Measurement of disease incidence poses difficulties as AE is usually an intermittent disease. The criteria proposed in this manual all refer to prevalent cases. In a cohort study, it might be appropriate to use the one year period prevalences as a measure of disease incidence if they are recorded annually. Alternatively, incident case of AE could be defined as any person who develops an itchy skin condition for the first time which is also compatible with AE (ie visible flexural dermatitis with modifications for young infants as outlined in the protocol). It is also possible to use the criteria to measure lifetime prevalence of AE by using "Has your child ever had an itchy skin condition?" for question 1 of the questionnaire shown in Appendix 1. Although this is not strictly the same as cumulative incidence since disease ascertainment has not been recorded prospectively, it may serve as a useful approximation.
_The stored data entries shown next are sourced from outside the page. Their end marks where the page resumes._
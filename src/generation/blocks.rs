//! City block extraction by planar face tracing
//!
//! Each graph edge is split into two half-edges, one per direction. Starting
//! from every half-edge not yet consumed, the tracer repeatedly takes the
//! rightmost turn at the next node until it comes back to the starting
//! half-edge. In a planar straight-line graph this walks exactly one face, so
//! tracking consumption per direction lets both faces bordering an edge be
//! found (including the outer boundary, which is filtered out by default).

use std::f32::consts::TAU;

use glam::Vec3;

#[cfg(feature = "serde")]
use serde::{Deserialize, Serialize};

use super::graph::{EdgeId, NodeId, RoadGraph};
use crate::geometry::{flat, signed_area_xz};

/// Options for block extraction
#[cfg_attr(feature = "serde", derive(Serialize, Deserialize))]
#[derive(Debug, Clone, Copy, PartialEq)]
pub struct BlockOptions {
    /// Maximum number of steps for a single trace before it is abandoned
    pub max_iterations: usize,
    /// Keep the counter-clockwise outer boundary of each connected component
    pub include_outer_boundary: bool,
    /// Faces with an absolute area below this are dropped
    pub min_area: f32,
}

impl Default for BlockOptions {
    fn default() -> Self {
        Self {
            max_iterations: 1000,
            include_outer_boundary: false,
            min_area: 1e-3,
        }
    }
}

/// A closed polygon traced through the road graph
///
/// Interior blocks are wound clockwise in the XZ plane; the first vertex is
/// not repeated at the end.
#[cfg_attr(feature = "serde", derive(Serialize, Deserialize))]
#[derive(Debug, Clone, PartialEq)]
pub struct CityBlock {
    pub vertices: Vec<Vec3>,
}

impl CityBlock {
    pub fn new(vertices: Vec<Vec3>) -> Self {
        Self { vertices }
    }

    #[inline]
    pub fn vertex_count(&self) -> usize {
        self.vertices.len()
    }

    /// Signed XZ area (negative for clockwise blocks)
    pub fn signed_area(&self) -> f32 {
        signed_area_xz(&self.vertices)
    }

    /// Unsigned XZ area
    pub fn area(&self) -> f32 {
        self.signed_area().abs()
    }

    pub fn is_clockwise(&self) -> bool {
        self.signed_area() < 0.0
    }

    /// Average of the polygon's vertices
    pub fn centroid(&self) -> Vec3 {
        if self.vertices.is_empty() {
            return Vec3::ZERO;
        }
        self.vertices.iter().copied().sum::<Vec3>() / self.vertices.len() as f32
    }

    /// Length of the closed boundary
    pub fn perimeter(&self) -> f32 {
        let n = self.vertices.len();
        if n < 2 {
            return 0.0;
        }
        (0..n)
            .map(|i| self.vertices[i].distance(self.vertices[(i + 1) % n]))
            .sum()
    }

    /// Even-odd point-in-polygon test in the XZ plane
    pub fn contains_point(&self, point: Vec3) -> bool {
        let p = flat(point);
        let n = self.vertices.len();
        let mut inside = false;
        let mut j = n.wrapping_sub(1);
        for i in 0..n {
            let a = flat(self.vertices[i]);
            let b = flat(self.vertices[j]);
            if (a.y > p.y) != (b.y > p.y) && p.x < (b.x - a.x) * (p.y - a.y) / (b.y - a.y) + a.x {
                inside = !inside;
            }
            j = i;
        }
        inside
    }
}

/// Counters describing how each trace ended
#[derive(Debug, Clone, Copy, Default, PartialEq, Eq)]
pub struct BlockStats {
    /// Traces started
    pub traces: usize,
    /// Traces that returned to their starting half-edge
    pub closed: usize,
    /// Closed traces dropped as outer boundaries
    pub outer_boundaries: usize,
    /// Closed traces dropped for being smaller than `min_area`
    pub degenerate: usize,
    /// Traces that reached a node with no way forward
    pub dead_ends: usize,
    /// Traces that ran into a half-edge consumed by an earlier trace
    pub collisions: usize,
    /// Traces stopped by the iteration cap
    pub exhausted: usize,
}

/// An edge walked in one direction
#[derive(Debug, Clone, Copy, PartialEq, Eq)]
struct HalfEdge {
    edge: EdgeId,
    /// True when walking from the edge's `start` to its `end`
    forward: bool,
}

impl HalfEdge {
    #[inline]
    fn slot(self) -> usize {
        self.edge.0 * 2 + usize::from(!self.forward)
    }

    fn endpoints(self, graph: &RoadGraph) -> (NodeId, NodeId) {
        let edge = &graph.edges()[self.edge.0];
        if self.forward {
            (edge.start, edge.end)
        } else {
            (edge.end, edge.start)
        }
    }
}

enum Trace {
    Closed(Vec<Vec3>),
    DeadEnd,
    Collided,
    Exhausted,
}

/// Extract city blocks from a built graph
///
/// # Example
///
/// ```
/// use rust_town_layout::*;
///
/// let square = Road::with_nodes(
///     "ring",
///     vec![
///         Vec3::new(0.0, 0.0, 0.0),
///         Vec3::new(20.0, 0.0, 0.0),
///         Vec3::new(20.0, 0.0, 20.0),
///         Vec3::new(0.0, 0.0, 20.0),
///         Vec3::new(0.0, 0.0, 0.0),
///     ],
/// );
/// let graph = RoadGraph::build(&[square], DEFAULT_TOLERANCE);
/// let blocks = find_city_blocks(&graph, &BlockOptions::default());
/// assert_eq!(blocks.len(), 1);
/// assert!((blocks[0].area() - 400.0).abs() < 1e-3);
/// ```
pub fn find_city_blocks(graph: &RoadGraph, options: &BlockOptions) -> Vec<CityBlock> {
    find_city_blocks_with_stats(graph, options).0
}

/// Extract city blocks and report how every trace ended
pub fn find_city_blocks_with_stats(
    graph: &RoadGraph,
    options: &BlockOptions,
) -> (Vec<CityBlock>, BlockStats) {
    let mut blocks = Vec::new();
    let mut stats = BlockStats::default();

    if graph.is_empty() {
        tracing::warn!("road graph is empty, no city blocks to extract");
        return (blocks, stats);
    }

    let mut consumed = vec![false; graph.edge_count() * 2];

    for edge in graph.edges() {
        for forward in [true, false] {
            let seed = HalfEdge {
                edge: edge.id,
                forward,
            };
            if consumed[seed.slot()] {
                continue;
            }

            stats.traces += 1;
            match trace_face(graph, seed, &mut consumed, options.max_iterations) {
                Trace::Closed(vertices) => {
                    stats.closed += 1;
                    let block = CityBlock::new(vertices);
                    let area = block.signed_area();
                    if area.abs() < options.min_area {
                        stats.degenerate += 1;
                    } else if area > 0.0 && !options.include_outer_boundary {
                        stats.outer_boundaries += 1;
                    } else {
                        blocks.push(block);
                    }
                }
                Trace::DeadEnd => stats.dead_ends += 1,
                Trace::Collided => stats.collisions += 1,
                Trace::Exhausted => {
                    tracing::debug!(edge = edge.id.0, forward, "block trace hit the iteration cap");
                    stats.exhausted += 1;
                }
            }
        }
    }

    tracing::debug!(
        blocks = blocks.len(),
        traces = stats.traces,
        dead_ends = stats.dead_ends,
        exhausted = stats.exhausted,
        "extracted city blocks"
    );

    (blocks, stats)
}

/// Walk one face starting from `seed`
fn trace_face(
    graph: &RoadGraph,
    seed: HalfEdge,
    consumed: &mut [bool],
    max_iterations: usize,
) -> Trace {
    let mut polygon = Vec::new();
    let mut current = seed;

    for _ in 0..max_iterations {
        let (from, _) = current.endpoints(graph);
        polygon.push(graph.nodes()[from.0].position);
        consumed[current.slot()] = true;

        let Some(next) = rightmost_turn(graph, current) else {
            return Trace::DeadEnd;
        };
        if next == seed {
            return Trace::Closed(polygon);
        }
        if consumed[next.slot()] {
            return Trace::Collided;
        }
        current = next;
    }

    Trace::Exhausted
}

/// Pick the outgoing half-edge making the sharpest right turn after `incoming`
///
/// Angles are measured counter-clockwise in XZ from the direction pointing
/// back along `incoming`; the smallest one is the rightmost turn. The edge
/// just traversed is never taken, so a node of degree one is a dead end.
fn rightmost_turn(graph: &RoadGraph, incoming: HalfEdge) -> Option<HalfEdge> {
    let (from, pivot) = incoming.endpoints(graph);
    let pivot_node = &graph.nodes()[pivot.0];
    let origin = flat(pivot_node.position);
    let back = flat(graph.nodes()[from.0].position) - origin;
    let back_angle = back.y.atan2(back.x);

    pivot_node
        .edges
        .iter()
        .copied()
        .filter(|&edge| edge != incoming.edge)
        .filter_map(|edge| {
            let candidate = &graph.edges()[edge.0];
            let target = candidate.other(pivot)?;
            let out = flat(graph.nodes()[target.0].position) - origin;
            let angle = (out.y.atan2(out.x) - back_angle).rem_euclid(TAU);
            let half_edge = HalfEdge {
                edge,
                forward: candidate.start == pivot,
            };
            Some((half_edge, angle))
        })
        .min_by(|a, b| a.1.partial_cmp(&b.1).unwrap_or(std::cmp::Ordering::Equal))
        .map(|(half_edge, _)| half_edge)
}

#[cfg(test)]
mod tests {
    use super::*;
    use crate::geometry::DEFAULT_TOLERANCE;
    use crate::road::Road;

    fn line(name: &str, a: [f32; 2], b: [f32; 2]) -> Road {
        Road::with_nodes(
            name,
            vec![Vec3::new(a[0], 0.0, a[1]), Vec3::new(b[0], 0.0, b[1])],
        )
    }

    /// Three horizontal and three vertical roads forming four 10x10 blocks
    fn two_by_two_grid() -> Vec<Road> {
        let mut roads = Vec::new();
        for i in 0..3 {
            let c = i as f32 * 10.0;
            roads.push(line("h", [0.0, c], [20.0, c]));
            roads.push(line("v", [c, 0.0], [c, 20.0]));
        }
        roads
    }

    #[test]
    fn test_grid_yields_four_blocks() {
        let graph = RoadGraph::build(&two_by_two_grid(), DEFAULT_TOLERANCE);
        assert_eq!(graph.node_count(), 9);
        assert_eq!(graph.edge_count(), 12);

        let (blocks, stats) = find_city_blocks_with_stats(&graph, &BlockOptions::default());
        assert_eq!(blocks.len(), 4);
        assert_eq!(stats.closed, 5);
        assert_eq!(stats.outer_boundaries, 1);
        for block in &blocks {
            assert_eq!(block.vertex_count(), 4);
            assert!(block.is_clockwise());
            assert!((block.area() - 100.0).abs() < 1e-3);
            assert!((block.perimeter() - 40.0).abs() < 1e-3);
        }
    }

    #[test]
    fn test_every_half_edge_is_used_once() {
        let graph = RoadGraph::build(&two_by_two_grid(), DEFAULT_TOLERANCE);
        let options = BlockOptions {
            include_outer_boundary: true,
            ..Default::default()
        };
        let blocks = find_city_blocks(&graph, &options);
        assert_eq!(blocks.len(), 5);

        let used: usize = blocks.iter().map(|b| b.vertex_count()).sum();
        assert_eq!(used, graph.edge_count() * 2);

        let outer: Vec<_> = blocks.iter().filter(|b| !b.is_clockwise()).collect();
        assert_eq!(outer.len(), 1);
        assert!((outer[0].area() - 400.0).abs() < 1e-3);
    }

    #[test]
    fn test_block_centroids_are_inside() {
        let graph = RoadGraph::build(&two_by_two_grid(), DEFAULT_TOLERANCE);
        let blocks = find_city_blocks(&graph, &BlockOptions::default());
        let mut centers: Vec<(i32, i32)> = blocks
            .iter()
            .map(|b| {
                let c = b.centroid();
                assert!(b.contains_point(c));
                (c.x.round() as i32, c.z.round() as i32)
            })
            .collect();
        centers.sort();
        assert_eq!(centers, vec![(5, 5), (5, 15), (15, 5), (15, 15)]);
    }

    #[test]
    fn test_dangling_spur_does_not_hide_block() {
        let mut roads = vec![
            line("s", [0.0, 0.0], [10.0, 0.0]),
            line("e", [10.0, 0.0], [10.0, 10.0]),
            line("n", [10.0, 10.0], [0.0, 10.0]),
            line("w", [0.0, 10.0], [0.0, 0.0]),
        ];
        roads.push(line("spur", [10.0, 0.0], [25.0, 0.0]));
        let graph = RoadGraph::build(&roads, DEFAULT_TOLERANCE);

        let (blocks, stats) = find_city_blocks_with_stats(&graph, &BlockOptions::default());
        assert_eq!(blocks.len(), 1);
        assert!((blocks[0].area() - 100.0).abs() < 1e-3);
        assert!(stats.dead_ends >= 1);
    }

    #[test]
    fn test_tree_has_no_blocks() {
        let roads = vec![
            line("a", [-10.0, 0.0], [10.0, 0.0]),
            line("b", [0.0, -10.0], [0.0, 10.0]),
        ];
        let graph = RoadGraph::build(&roads, DEFAULT_TOLERANCE);
        let (blocks, stats) = find_city_blocks_with_stats(&graph, &BlockOptions::default());
        assert!(blocks.is_empty());
        assert_eq!(stats.closed, 0);
        assert_eq!(stats.traces, stats.dead_ends + stats.collisions);
    }

    #[test]
    fn test_iteration_cap_abandons_trace() {
        let roads = vec![
            line("s", [0.0, 0.0], [10.0, 0.0]),
            line("e", [10.0, 0.0], [10.0, 10.0]),
            line("n", [10.0, 10.0], [0.0, 10.0]),
            line("w", [0.0, 10.0], [0.0, 0.0]),
        ];
        let graph = RoadGraph::build(&roads, DEFAULT_TOLERANCE);
        let options = BlockOptions {
            max_iterations: 2,
            ..Default::default()
        };
        let (blocks, stats) = find_city_blocks_with_stats(&graph, &options);
        assert!(blocks.is_empty());
        assert!(stats.exhausted > 0);
    }

    #[test]
    fn test_empty_graph() {
        let graph = RoadGraph::build(&[], DEFAULT_TOLERANCE);
        assert!(find_city_blocks(&graph, &BlockOptions::default()).is_empty());
    }

    #[test]
    fn test_contains_point() {
        let block = CityBlock::new(vec![
            Vec3::new(0.0, 0.0, 0.0),
            Vec3::new(0.0, 0.0, 10.0),
            Vec3::new(10.0, 0.0, 10.0),
            Vec3::new(10.0, 0.0, 0.0),
        ]);
        assert!(block.contains_point(Vec3::new(5.0, 3.0, 5.0)));
        assert!(!block.contains_point(Vec3::new(15.0, 0.0, 5.0)));
        assert!(block.is_clockwise());
    }
}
There is no reason why the preferred criteria format of itchy skin plus three or more features could not be used in hospital studies which seek to recruit a representative population of AE cases. This would also permit the selection of cases who are not necessarily active at the time of recruitment, and this might reduce the tendency to record epiphenomena associated with disease activity/severity as has been the case in some previous hospital studies of AE subjects.
These would probably require subjects to have active disease on entry into a trial. Because cases referred to hospital are usually quite severe, it is likely that all hospital ascertained cases of AE will have active dermatitis, and the normal criteria format of itch plus three or more features could be used. For clinical trials which employ community ascertained cases of AE, it is possible that cases so defined will not have active dermatitis at the time of recruitment. Cases could then be restricted to those with current active disease if this is a trial requirement.
Some laboratory based studies might require a stricter definition of the use of the word "atopy" when defining subjects with atopic eczema. In such a context, atopy as defined by a positive skin prick test reaction (or raised allergen specific IgE) to one or more common environmental allergens could be included as an additional necessary criterion for all cases.
Studies which seek to estimate the disability or costs of AE in the community need to ensure that they include all possible cases, and that all those included have definite AE. A serial strategy of a sensitive screening question such as itchy rash in the last 12 months followed by a skin examination and other questions included in the UK criteria might be useful here. If prevalence is the main objective of the survey, then itch plus three or more criteria should be used. If the main aim of the survey is to document the detailed morbidity/costs associated with a representative sample of AE cases, then cases could be defined by highly specific definitions such as itch plus four or more features.
Although the UK refinement of Hanifin and Rajka's criteria were primarily designed for use in population surveys, they may be useful to family practitioners who wish to describe groups of subjects for audit studies. They may also be useful as a diagnostic aid to those less familiar with AE, but care must be taken in not interpreting failure to fulfil the diagnostic criteria as proof of excluding AE as apposed to the correct interpretation that AE is not probable within a certain degree of confidence at that moment.